What you are asked to do
Answer with one number only: the count of lines below that hold the word "chrono".

====== Data for analysis ======

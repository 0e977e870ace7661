//! # Repository Module
//!
//! Database repository implementations for Stockpile.
//!
//! ## Repository Pattern
//! ```text
//! ┌─────────────────────────────────────────────────────────────────────────┐
//! │                    Repository Layout                                    │
//! │                                                                         │
//! │  Local side                                                            │
//! │  └── KvRepository        get / put whole blobs by key                  │
//! │                                                                         │
//! │  Owner-scoped side (every query binds owner_id)                        │
//! │  ├── ItemRowRepository   upsert_many / list_live / soft_delete         │
//! │  ├── ProfileRepository   get / update / ensure                         │
//! │  └── PinRowRepository    upsert_many / list_live / soft_delete         │
//! └─────────────────────────────────────────────────────────────────────────┘
//! ```

pub mod items;
pub mod kv;
pub mod pins;
pub mod profiles;

/// Converts a stored INTEGER into a `u32` column value.
pub(crate) fn column_u32(column: &str, value: i64) -> crate::DbResult<u32> {
    u32::try_from(value).map_err(|e| crate::DbError::invalid_value(column, e))
}

/// Converts a stored INTEGER into a `u64` column value.
pub(crate) fn column_u64(column: &str, value: i64) -> crate::DbResult<u64> {
    u64::try_from(value).map_err(|e| crate::DbError::invalid_value(column, e))
}

/// Converts a `u64` for binding as INTEGER.
pub(crate) fn bind_u64(column: &str, value: u64) -> crate::DbResult<i64> {
    i64::try_from(value).map_err(|e| crate::DbError::invalid_value(column, e))
}
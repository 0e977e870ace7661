//! # Pull Merge
//!
//! Pure functions combining what `pull` fetched with the current local
//! snapshot. No I/O here; the engine persists the result.
//!
//! ## Merge Rules
//! ```text
//! ┌─────────────────────────────────────────────────────────────────────────┐
//! │  Collection (items, pins)                                               │
//! │  ─────────────────────────                                              │
//! │  remote empty          → local kept as-is (a fresh account never        │
//! │                          wipes a device)                                │
//! │  remote non-empty      → REPLACE: remote, in remote order               │
//! │                          UNION:   remote, then local records absent     │
//! │                                   remotely that were never pushed       │
//! │                                                                         │
//! │  Profile scalar (climate, people, propAddress, activePropertyId)        │
//! │  ───────────────────────────────────────────────────────────────        │
//! │  remote value → local value → configured default                        │
//! └─────────────────────────────────────────────────────────────────────────┘
//! ```

use chrono::{DateTime, Utc};
use std::collections::HashSet;

use stockpile_core::{Item, LocalSnapshot, MapPin, ProfileDefaults, ProfileRow};

use crate::config::MergePolicy;

/// Everything one pull fetched for the owner, already mapped to local types
/// and filtered to live rows.
#[derive(Debug, Clone, Default)]
pub struct RemoteState {
    pub items: Vec<Item>,
    pub profile: Option<ProfileRow>,
    pub pins: Vec<MapPin>,
}

/// Merges `remote` into `local` and stamps `saved_at`.
pub fn merge_snapshot(
    local: LocalSnapshot,
    remote: RemoteState,
    policy: MergePolicy,
    defaults: &ProfileDefaults,
    now: DateTime<Utc>,
) -> LocalSnapshot {
    let profile = remote.profile.as_ref();

    let climate = profile
        .and_then(|p| p.climate.clone())
        .or(local.climate)
        .unwrap_or_else(|| defaults.climate.clone());
    let people = profile
        .and_then(|p| p.people)
        .or(local.people)
        .unwrap_or(defaults.people);
    let prop_address = profile
        .and_then(|p| p.prop_address.clone())
        .or(local.prop_address)
        .unwrap_or_else(|| defaults.prop_address.clone());
    let active_property_id = profile
        .and_then(|p| p.active_property_id.clone())
        .or(local.active_property_id)
        .unwrap_or_else(|| defaults.active_property_id.clone());

    LocalSnapshot {
        items: merge_items(local.items, remote.items, policy),
        climate: Some(climate),
        people: Some(people),
        prop_address: Some(prop_address),
        active_property_id: Some(active_property_id),
        pins: merge_pins(local.pins, remote.pins, policy),
        saved_at: Some(now),
    }
}

/// Items: under UNION only never-pushed local items survive (`_version` 0).
/// A pushed item missing remotely was deleted elsewhere.
pub fn merge_items(local: Vec<Item>, remote: Vec<Item>, policy: MergePolicy) -> Vec<Item> {
    merge_collection(local, remote, policy, |i| i.id.as_str(), Item::is_unpushed)
}

/// Pins carry no version, so under UNION every local pin absent remotely
/// survives.
pub fn merge_pins(local: Vec<MapPin>, remote: Vec<MapPin>, policy: MergePolicy) -> Vec<MapPin> {
    merge_collection(local, remote, policy, |p| p.id.as_str(), |_| true)
}

fn merge_collection<T>(
    local: Vec<T>,
    remote: Vec<T>,
    policy: MergePolicy,
    id: fn(&T) -> &str,
    keep_local: fn(&T) -> bool,
) -> Vec<T> {
    if remote.is_empty() {
        return local;
    }

    match policy {
        MergePolicy::Replace => remote,
        MergePolicy::Union => {
            let remote_ids: HashSet<String> = remote.iter().map(|r| id(r).to_string()).collect();
            let mut merged = remote;
            merged.extend(
                local
                    .into_iter()
                    .filter(|l| keep_local(l) && !remote_ids.contains(id(l))),
            );
            merged
        }
    }
}

#[cfg(test)]
mod tests {
    use super::*;

    fn item(name: &str, version: u64) -> Item {
        let mut i = Item::new("food", name);
        i.version = version;
        i
    }

    fn names(items: &[Item]) -> Vec<&str> {
        items.iter().map(|i| i.name.as_str()).collect()
    }

    #[test]
    fn test_remote_replaces_local() {
        let merged = merge_items(
            vec![item("A", 1)],
            vec![item("B", 3), item("C", 1)],
            MergePolicy::Replace,
        );
        assert_eq!(names(&merged), vec!["B", "C"]);
    }

    #[test]
    fn test_empty_remote_preserves_local() {
        for policy in [MergePolicy::Replace, MergePolicy::Union] {
            let merged = merge_items(vec![item("A", 0)], Vec::new(), policy);
            assert_eq!(names(&merged), vec!["A"]);
        }
    }

    #[test]
    fn test_union_keeps_unpushed_only() {
        let fresh = item("Fresh", 0);
        let stale = item("Stale", 2);
        let remote = vec![item("B", 1)];

        let merged = merge_items(vec![stale, fresh], remote, MergePolicy::Union);
        assert_eq!(names(&merged), vec!["B", "Fresh"]);
    }

    #[test]
    fn test_union_remote_wins_on_same_id() {
        let local = item("Old name", 0);
        let mut remote = local.clone();
        remote.name = "New name".into();
        remote.version = 1;

        let merged = merge_items(vec![local], vec![remote], MergePolicy::Union);
        assert_eq!(names(&merged), vec!["New name"]);
    }

    #[test]
    fn test_profile_precedence() {
        let local = LocalSnapshot {
            climate: Some("arid".into()),
            people: Some(6),
            ..Default::default()
        };
        let remote = RemoteState {
            profile: Some(ProfileRow {
                climate: Some("cold".into()),
                ..ProfileRow::empty("alice")
            }),
            ..Default::default()
        };
        let now = Utc::now();

        let merged = merge_snapshot(local, remote, MergePolicy::Replace, &ProfileDefaults::default(), now);

        assert_eq!(merged.climate.as_deref(), Some("cold"));
        assert_eq!(merged.people, Some(6));
        assert_eq!(merged.prop_address.as_deref(), Some(""));
        assert_eq!(merged.active_property_id.as_deref(), Some("home"));
        assert_eq!(merged.saved_at, Some(now));
    }

    #[test]
    fn test_pins_union_keeps_local_absent_remotely() {
        let local = MapPin::new("utilities", "valve", 1.0, 1.0);
        let remote = MapPin::new("hazards", "gas", 2.0, 2.0);

        let merged = merge_pins(vec![local.clone()], vec![remote.clone()], MergePolicy::Union);
        assert_eq!(merged, vec![remote.clone(), local]);

        let replaced = merge_pins(Vec::new(), vec![remote.clone()], MergePolicy::Replace);
        assert_eq!(replaced, vec![remote]);
    }
}
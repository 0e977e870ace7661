//! Two devices syncing through one SQLite-backed remote.

mod common;

use std::sync::Arc;

use chrono::Utc;
use common::{item, names, pin};
use stockpile_db::{Database, DbConfig};
use stockpile_sync::adapters::{SqliteLocalStore, SqliteRemoteTables};
use stockpile_sync::{SyncConfig, SyncEngine, SyncEngineBuilder, SyncStatus};

async fn memory_db() -> Database {
    Database::new(DbConfig::in_memory()).await.unwrap()
}

async fn device(remote: &SqliteRemoteTables) -> SyncEngine {
    SyncEngineBuilder::new(SyncConfig::default())
        .with_remote(Arc::new(remote.clone()))
        .with_local(Arc::new(SqliteLocalStore::new(memory_db().await)))
        .build()
        .unwrap()
}

#[tokio::test]
async fn test_two_devices_share_owner_rows() {
    let remote_db = memory_db().await;
    let remote = SqliteRemoteTables::new(remote_db.clone());
    remote.ensure_profile("alice").await.unwrap();

    let laptop = device(&remote).await;
    laptop.set_user(Some("alice".into())).await.unwrap();
    laptop
        .edit_snapshot(|s| {
            s.items.push(item("Rice"));
            s.items.push(item("Beans"));
            s.people = Some(5);
            s.pins.push(pin("Water main"));
        })
        .await
        .unwrap();
    laptop.destroy();

    let report = laptop.push().await.unwrap();
    assert_eq!(report.items, 2);
    assert!(report.profile_synced);
    assert!(report.pins_synced);

    let phone = device(&remote).await;
    let pulled = phone.set_user(Some("alice".into())).await.unwrap();

    let mut pulled_names = names(&pulled.items);
    pulled_names.sort();
    assert_eq!(pulled_names, vec!["Beans", "Rice"]);
    assert_eq!(pulled.people, Some(5));
    assert_eq!(pulled.pins.len(), 1);
    assert_eq!(phone.status(), SyncStatus::Synced);

    // A deletion made elsewhere disappears on the next pull.
    let rice = pulled.items.iter().find(|i| i.name == "Rice").unwrap();
    let deleted = remote_db
        .items()
        .soft_delete("alice", &[rice.id.clone()], Utc::now())
        .await
        .unwrap();
    assert_eq!(deleted, 1);

    let after = phone.pull().await.unwrap();
    assert_eq!(names(&after.items), vec!["Beans"]);
}

#[tokio::test]
async fn test_push_without_profile_row_still_succeeds() {
    let remote_db = memory_db().await;
    let remote = SqliteRemoteTables::new(remote_db.clone());

    let engine = device(&remote).await;
    engine.set_user(Some("bob".into())).await;
    engine
        .edit_snapshot(|s| s.items.push(item("Candles")))
        .await
        .unwrap();
    engine.destroy();

    let report = engine.push().await.unwrap();

    assert_eq!(report.items, 1);
    assert_eq!(remote_db.items().count_live("bob").await.unwrap(), 1);
    assert!(remote_db.profiles().get("bob").await.unwrap().is_none());
}

#[tokio::test]
async fn test_metadata_persists_in_local_db() {
    let remote = SqliteRemoteTables::new(memory_db().await);
    let local_db = memory_db().await;

    let engine = SyncEngineBuilder::new(SyncConfig::default())
        .with_remote(Arc::new(remote))
        .with_local(Arc::new(SqliteLocalStore::new(local_db.clone())))
        .build()
        .unwrap();
    engine.set_user(Some("carol".into())).await.unwrap();

    let meta = engine.metadata().await.unwrap();
    assert_eq!(meta.user_id, "carol");
    assert!(meta.last_pull.is_some());
    assert!(local_db
        .kv()
        .get(stockpile_sync::config::DEFAULT_METADATA_KEY)
        .await
        .unwrap()
        .is_some());
}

======

Task output
2